◆ **Task instructions**
Lines below that include the word "impl" should each be copied.

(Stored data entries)
****************************************
//! Which properties were requested and where their values go.

use fxhash::FxHashMap;
use smallvec::SmallVec;

use crate::{
    data::DataId,
    header::Header,
};


/// Position of a property inside the header: element index and property index
/// within that element. Names are resolved to this once, at request time.
#[derive(Debug, Clone, Copy, PartialEq, Eq, Hash, PartialOrd, Ord)]
pub(crate) struct PropKey {
    pub(crate) element: usize,
    pub(crate) property: usize,
}

impl PropKey {
    pub(crate) fn new(element: usize, property: usize) -> Self {
        Self { element, property }
    }
}

/// The destination of one requested property.
#[derive(Debug, Clone, Copy, PartialEq, Eq)]
pub(crate) struct Binding {
    pub(crate) data: DataId,

    /// Expected number of list items per record, 0 if unknown.
    pub(crate) list_size_hint: u32,
}

/// Maps each requested property to its binding. Every key can be bound at most
/// once; several keys may share one data.
#[derive(Debug, Clone, Default)]
pub(crate) struct Bindings {
    map: FxHashMap<PropKey, Binding>,
}

impl Bindings {
    pub(crate) fn contains(&self, key: PropKey) -> bool {
        self.map.contains_key(&key)
    }

    /// Adds a binding. The key must not be bound yet.
    pub(crate) fn insert(&mut self, key: PropKey, binding: Binding) {
        let old = self.map.insert(key, binding);
        debug_assert!(old.is_none(), "property {:?} bound twice", key);
    }

    pub(crate) fn get(&self, key: PropKey) -> Option<Binding> {
        self.map.get(&key).copied()
    }

    pub(crate) fn is_empty(&self) -> bool {
        self.map.is_empty()
    }

    /// Whether any property of the element with the given index is bound.
    pub(crate) fn binds_element(&self, element: usize) -> bool {
        self.map.keys().any(|k| k.element == element)
    }

    /// Whether any request came with a list size hint. This selects the single
    /// pass allocation strategy.
    pub(crate) fn any_list_hint(&self) -> bool {
        self.map.values().any(|b| b.list_size_hint > 0)
    }

    /// All keys sharing the given data, in header order.
    pub(crate) fn keys_of(&self, data: DataId) -> SmallVec<[PropKey; 4]> {
        let mut keys: SmallVec<[_; 4]> = self.map.iter()
            .filter(|(_, b)| b.data == data)
            .map(|(k, _)| *k)
            .collect();
        keys.sort();
        keys
    }

    /// The list size hint given for a data (the largest, if several keys
    /// share it).
    pub(crate) fn hint_of(&self, data: DataId) -> u32 {
        self.map.values()
            .filter(|b| b.data == data)
            .map(|b| b.list_size_hint)
            .max()
            .unwrap_or(0)
    }
}

/// Flattened view of the bindings for one property, looked up by index in the
/// inner decode/encode loops instead of hashing.
#[derive(Debug, Clone, Copy)]
pub(crate) struct PropertyLookup {
    /// `None` means the property is skipped.
    pub(crate) binding: Option<Binding>,
    pub(crate) prop_stride: usize,
}

/// Lookups of all properties of one element.
pub(crate) type ElementLookup = SmallVec<[PropertyLookup; 8]>;

impl Header {
    /// Builds the lookup table, indexed by element and property index.
    pub(crate) fn property_lookup_table(&self) -> Vec<ElementLookup> {
        self.elements.iter().enumerate().map(|(ei, elem)| {
            elem.properties.iter().enumerate().map(|(pi, prop)| {
                PropertyLookup {
                    binding: self.bindings.get(PropKey::new(ei, pi)),
                    prop_stride: prop.scalar_type.stride(),
                }
            }).collect()
        }).collect()
    }
}


#[cfg(test)]
mod tests {
    use super::*;
    use crate::{
        header::{Element, Property},
        types::ScalarType,
    };

    fn header() -> Header {
        let mut header = Header::new();
        let mut vertex = Element::new("vertex", 4);
        vertex.properties.push(Property::scalar("x", ScalarType::Float32));
        vertex.properties.push(Property::scalar("y", ScalarType::Float32));
        vertex.properties.push(Property::scalar("red", ScalarType::Uint8));
        header.elements.push(vertex);
        let mut face = Element::new("face", 2);
        face.properties.push(
            Property::list("vertex_indices", ScalarType::Uint8, ScalarType::Int32, 0),
        );
        header.elements.push(face);
        header
    }

    #[test]
    fn shared_data() {
        let mut bindings = Bindings::default();
        let a = DataId::from(0);
        let b = DataId::from(1);
        assert!(bindings.is_empty());

        bindings.insert(PropKey::new(0, 1), Binding { data: a, list_size_hint: 0 });
        bindings.insert(PropKey::new(0, 0), Binding { data: a, list_size_hint: 0 });
        bindings.insert(PropKey::new(1, 0), Binding { data: b, list_size_hint: 0 });

        assert!(bindings.binds_element(1));
        assert!(!bindings.binds_element(2));
        assert!(bindings.contains(PropKey::new(0, 0)));
        assert!(!bindings.contains(PropKey::new(0, 2)));
        assert_eq!(bindings.keys_of(a).as_slice(), &[PropKey::new(0, 0), PropKey::new(0, 1)]);
        assert_eq!(bindings.keys_of(b).as_slice(), &[PropKey::new(1, 0)]);
        assert!(!bindings.any_list_hint());
        assert_eq!(bindings.hint_of(b), 0);
    }

    #[test]
    fn hints() {
        let mut bindings = Bindings::default();
        let a = DataId::from(0);
        bindings.insert(PropKey::new(1, 0), Binding { data: a, list_size_hint: 3 });
        assert!(bindings.any_list_hint());
        assert_eq!(bindings.hint_of(a), 3);
        assert_eq!(bindings.get(PropKey::new(1, 0)).map(|b| b.list_size_hint), Some(3));
    }

    #[test]
    fn lookup_table() {
        let mut header = header();
        let id = DataId::from(7);
        header.bindings.insert(PropKey::new(1, 0), Binding { data: id, list_size_hint: 0 });

        let table = header.property_lookup_table();
        assert_eq!(table.len(), 2);
        assert_eq!(table[0].len(), 3);
        assert!(table[0].iter().all(|l| l.binding.is_none()));
        assert_eq!(table[0][0].prop_stride, 4);
        assert_eq!(table[0][2].prop_stride, 1);

        let face = table[1][0];
        assert_eq!(face.binding.map(|b| b.data), Some(id));
        assert_eq!(face.prop_stride, 4);
    }
}
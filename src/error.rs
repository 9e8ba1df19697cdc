use std::io;

use failure::Fail;

use crate::{
    data::DataId,
    types::ScalarType,
};


/// Everything that can go wrong while reading or writing a PLY file.
///
/// Errors fall into three groups: invalid requests by the caller (reported
/// before the stream is touched), malformed documents (reported where the
/// problem is detected) and plain IO errors of the underlying stream.
#[derive(Debug, Fail)]
pub enum Error {
    #[fail(display = "IO error: {}", _0)]
    Io(io::Error),

    #[fail(display = "malformed PLY header (line {}): {}", line, msg)]
    MalformedHeader {
        line: usize,
        msg: String,
    },

    #[fail(display = "invalid request: {}", _0)]
    InvalidRequest(String),

    #[fail(
        display = "element-property key has already been requested: '{}' '{}'",
        element, property
    )]
    DuplicateRequest {
        element: String,
        property: String,
    },

    #[fail(
        display = "unexpected EOF while reading property '{}' of element '{}' (at byte {}). \
            Malformed file?",
        property, element, offset
    )]
    UnexpectedEof {
        element: String,
        property: String,
        offset: u64,
    },

    #[fail(
        display = "unexpected EOF: property '{}' of element '{}' needs {} bytes, but its \
            buffer only holds {} bytes. Malformed file or wrong list size hint?",
        property, element, needed, capacity
    )]
    DestinationOverflow {
        element: String,
        property: String,
        needed: usize,
        capacity: usize,
    },

    #[fail(
        display = "invalid '{}' literal {:?} for property '{}' of element '{}' (at byte {})",
        ty, literal, property, element, offset
    )]
    InvalidLiteral {
        element: String,
        property: String,
        ty: ScalarType,
        literal: String,
        offset: u64,
    },

    #[fail(
        display = "invalid list length for property '{}' of element '{}' (at byte {})",
        property, element, offset
    )]
    InvalidListLength {
        element: String,
        property: String,
        offset: u64,
    },

    #[fail(
        display = "variable length lists are not supported: property '{}' of element '{}' \
            was declared with {} items per record, but a record with {} items was found",
        property, element, expected, found
    )]
    ListLengthMismatch {
        element: String,
        property: String,
        expected: usize,
        found: usize,
    },

    #[fail(
        display = "failed to allocate {} bytes for {}. Malformed file or wrong list size hint?",
        size, data
    )]
    AllocationFailed {
        data: DataId,
        size: usize,
    },

    #[fail(display = "type mismatch: data is stored as '{}', but '{}' was requested", found, expected)]
    TypeMismatch {
        expected: ScalarType,
        found: ScalarType,
    },
}

impl Error {
    pub(crate) fn malformed(line: usize, msg: impl Into<String>) -> Self {
        Error::MalformedHeader { line, msg: msg.into() }
    }

    pub(crate) fn invalid_request(msg: impl Into<String>) -> Self {
        Error::InvalidRequest(msg.into())
    }
}

impl From<io::Error> for Error {
    fn from(src: io::Error) -> Self {
        Error::Io(src)
    }
}
//! Measures PLY read (parse) and write speeds.

use std::io::Cursor;
use criterion::{
    criterion_group, criterion_main, black_box, Criterion,
};

use plybuf::{Reader, ScalarType, Writer};


// ===============================================================================================
// ===== Helper utilities
// ===============================================================================================

/// Number of vertices along one side of the generated grid.
const GRID_SIZE: u32 = 200;

/// Vertex positions and quad indices of a flat `GRID_SIZE`² grid.
struct Grid {
    positions: Vec<f32>,
    quads: Vec<u32>,
}

impl Grid {
    fn new() -> Self {
        let mut positions = Vec::new();
        for y in 0..GRID_SIZE {
            for x in 0..GRID_SIZE {
                positions.extend_from_slice(&[x as f32, y as f32, 0.0]);
            }
        }

        let mut quads = Vec::new();
        for y in 0..GRID_SIZE - 1 {
            for x in 0..GRID_SIZE - 1 {
                let i = y * GRID_SIZE + x;
                quads.extend_from_slice(&[i, i + 1, i + GRID_SIZE + 1, i + GRID_SIZE]);
            }
        }

        Self { positions, quads }
    }

    fn writer(&self) -> Writer<'_> {
        let mut writer = Writer::new();
        writer.add_comment("benchmark grid");
        writer.add_typed_properties_to_element(
            "vertex",
            &["x", "y", "z"],
            self.positions.len() / 3,
            &self.positions,
            None,
            0,
        ).unwrap();
        writer.add_typed_properties_to_element(
            "face",
            &["vertex_indices"],
            self.quads.len() / 4,
            &self.quads,
            Some(ScalarType::Uint8),
            4,
        ).unwrap();
        writer
    }

    fn encode(&self, binary: bool) -> Vec<u8> {
        let mut out = Vec::new();
        self.writer().write(&mut out, binary).unwrap();
        out
    }
}

fn read_grid(data: &[u8], face_hint: u32) {
    let mut reader = Reader::new(Cursor::new(data));
    reader.parse_header().unwrap();
    let positions = reader.request_properties_from_element("vertex", &["x", "y", "z"], 0)
        .unwrap();
    let faces = reader.request_properties_from_element("face", &["vertex_indices"], face_hint)
        .unwrap();
    reader.read().unwrap();

    black_box(reader.data(positions));
    black_box(reader.data(faces));
}


// ===============================================================================================
// ===== Benchmarks
// ===============================================================================================

/// Measures reading all properties with list size hints, i.e. a single pass.
fn read_hinted(c: &mut Criterion) {
    let grid = Grid::new();
    let binary = grid.encode(true);
    let ascii = grid.encode(false);

    c.bench_function_over_inputs(
        "ply_read_grid_hinted",
        move |b, encoding| {
            // String inputs give more useful benchmark names than indices.
            let data = match *encoding {
                "binary" => &binary,
                "ascii" => &ascii,
                _ => unreachable!(),
            };
            b.iter(|| read_grid(data, 4))
        },
        vec!["binary", "ascii"],
    );
}

/// Measures reading all properties without hints, i.e. measuring and storing.
fn read_two_pass(c: &mut Criterion) {
    let grid = Grid::new();
    let binary = grid.encode(true);
    let ascii = grid.encode(false);

    c.bench_function_over_inputs(
        "ply_read_grid_two_pass",
        move |b, encoding| {
            let data = match *encoding {
                "binary" => &binary,
                "ascii" => &ascii,
                _ => unreachable!(),
            };
            b.iter(|| read_grid(data, 0))
        },
        vec!["binary", "ascii"],
    );
}

fn write(c: &mut Criterion) {
    let grid = Grid::new();
    let len = grid.encode(false).len();

    c.bench_function_over_inputs(
        "ply_write_grid",
        move |b, encoding| {
            let binary = *encoding == "binary";
            let mut writer = grid.writer();
            b.iter(|| {
                let mut out = Vec::with_capacity(len);
                writer.write(&mut out, binary).unwrap();
                black_box(out);
            })
        },
        vec!["binary", "ascii"],
    );
}


criterion_group!(benches, read_hinted, read_two_pass, write);
criterion_main!(benches);
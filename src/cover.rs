// SPDX-License-Identifier: AGPL-3.0-or-later
// Copyright (C) 2026 Vallés Puig, Ramon

//! Set operations over disjoint covers.
//!
//! Both functions expect slices shaped like the output of
//! [`QuantumCollection::disjoint`](crate::QuantumCollection::disjoint):
//! monotone by start, pairwise disjoint, every element with `start <= stop`.

use crate::quantum::Quantum;

/// Returns the stretches of `outer` not covered by `cover`.
///
/// Quanta are closed, so each gap is reported by the instants that bound it
/// (the neighbouring cover endpoints, or the edges of `outer`). Zero-length
/// gaps are skipped. Runs in a single O(n) pass.
///
/// ```
/// use quanta_cover::{gaps_within, Quantum};
///
/// let outer = Quantum::new(0.0, 100.0);
/// let cover = [Quantum::new(10.0, 20.0), Quantum::new(50.0, 100.0)];
/// assert_eq!(
///     gaps_within(outer, &cover),
///     vec![Quantum::new(0.0, 10.0), Quantum::new(20.0, 50.0)]
/// );
/// ```
pub fn gaps_within(outer: Quantum, cover: &[Quantum]) -> Vec<Quantum> {
    let mut gaps = Vec::new();
    let mut cursor = outer.start();
    for q in cover {
        if cursor >= outer.stop() {
            break;
        }
        if q.start() > cursor {
            gaps.push(Quantum::new(cursor, q.start().min(outer.stop())));
        }
        if q.stop() > cursor {
            cursor = q.stop();
        }
    }
    if cursor < outer.stop() {
        gaps.push(Quantum::new(cursor, outer.stop()));
    }
    gaps
}

/// Returns the instants covered by both `a` and `b`, in chronological order.
///
/// Uses an O(n + m) merge. Covers that merely touch produce a zero-length
/// quantum at the shared instant.
pub fn intersect_covers(a: &[Quantum], b: &[Quantum]) -> Vec<Quantum> {
    let mut result = Vec::new();
    let (mut i, mut j) = (0, 0);
    while i < a.len() && j < b.len() {
        let start = a[i].start().max(b[j].start());
        let stop = a[i].stop().min(b[j].stop());
        if start <= stop {
            result.push(Quantum::new(start, stop));
        }
        if a[i].stop() <= b[j].stop() {
            i += 1;
        } else {
            j += 1;
        }
    }
    result
}
// SPDX-License-Identifier: AGPL-3.0-or-later
// Copyright (C) 2026 Vallés Puig, Ramon

//! Millisecond time quanta and disjoint covers.
//!
//! # Core types
//!
//! - [`Quantum`] — a closed interval `[start, stop]` in milliseconds.
//! - [`QuantumCollection`] — an owned sequence of quanta with sorting,
//!   overlap testing, pairwise merging and reduction to a disjoint cover.
//! - [`Merge`] — the one-or-two quantum outcome of [`QuantumCollection::merge`].
//!
//! # Typical flow
//!
//! ```
//! use quanta_cover::{Quantum, QuantumCollection};
//!
//! let mut quanta = QuantumCollection::new();
//! quanta.insert_all([
//!     Quantum::new(123.0, 321.0),
//!     Quantum::new(2.0, 12_342.0),
//!     Quantum::new(2_322.0, 23_421.0),
//! ]);
//!
//! quanta.make_disjoint(false);
//! assert_eq!(quanta.elements(), &[Quantum::new(2.0, 23_421.0)]);
//! assert_eq!(quanta.total_ms(), 23_419.0);
//! ```
//!
//! Intervals are closed: quanta that touch at an endpoint intersect and are
//! merged. The aggregate `total_*` queries sum the elements as they are, so
//! call [`QuantumCollection::make_disjoint`] (or use `covered_*`) before
//! reading them if overlaps must not be double counted.
//!
//! # Set operations
//!
//! [`gaps_within`] and [`intersect_covers`] work on disjoint covers.
//!
//! # Features
//!
//! - `serde`: `Serialize`/`Deserialize` for [`Quantum`] and [`QuantumCollection`].

mod collection;
mod cover;
mod error;
mod quantum;

// ── Re-exports ────────────────────────────────────────────────────────────

pub use collection::{Merge, QuantumCollection};
pub use cover::{gaps_within, intersect_covers};
pub use error::ParseQuantumError;
pub use quantum::{Quantum, MS_PER_HOUR, MS_PER_MINUTE, MS_PER_SECOND};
****************************************
◆ **Written answer**
impl PropKey {
impl Bindings {
impl Header {
impl Error {
    pub(crate) fn malformed(line: usize, msg: impl Into<String>) -> Self {
    pub(crate) fn invalid_request(msg: impl Into<String>) -> Self {
impl From<io::Error> for Error {
impl Grid {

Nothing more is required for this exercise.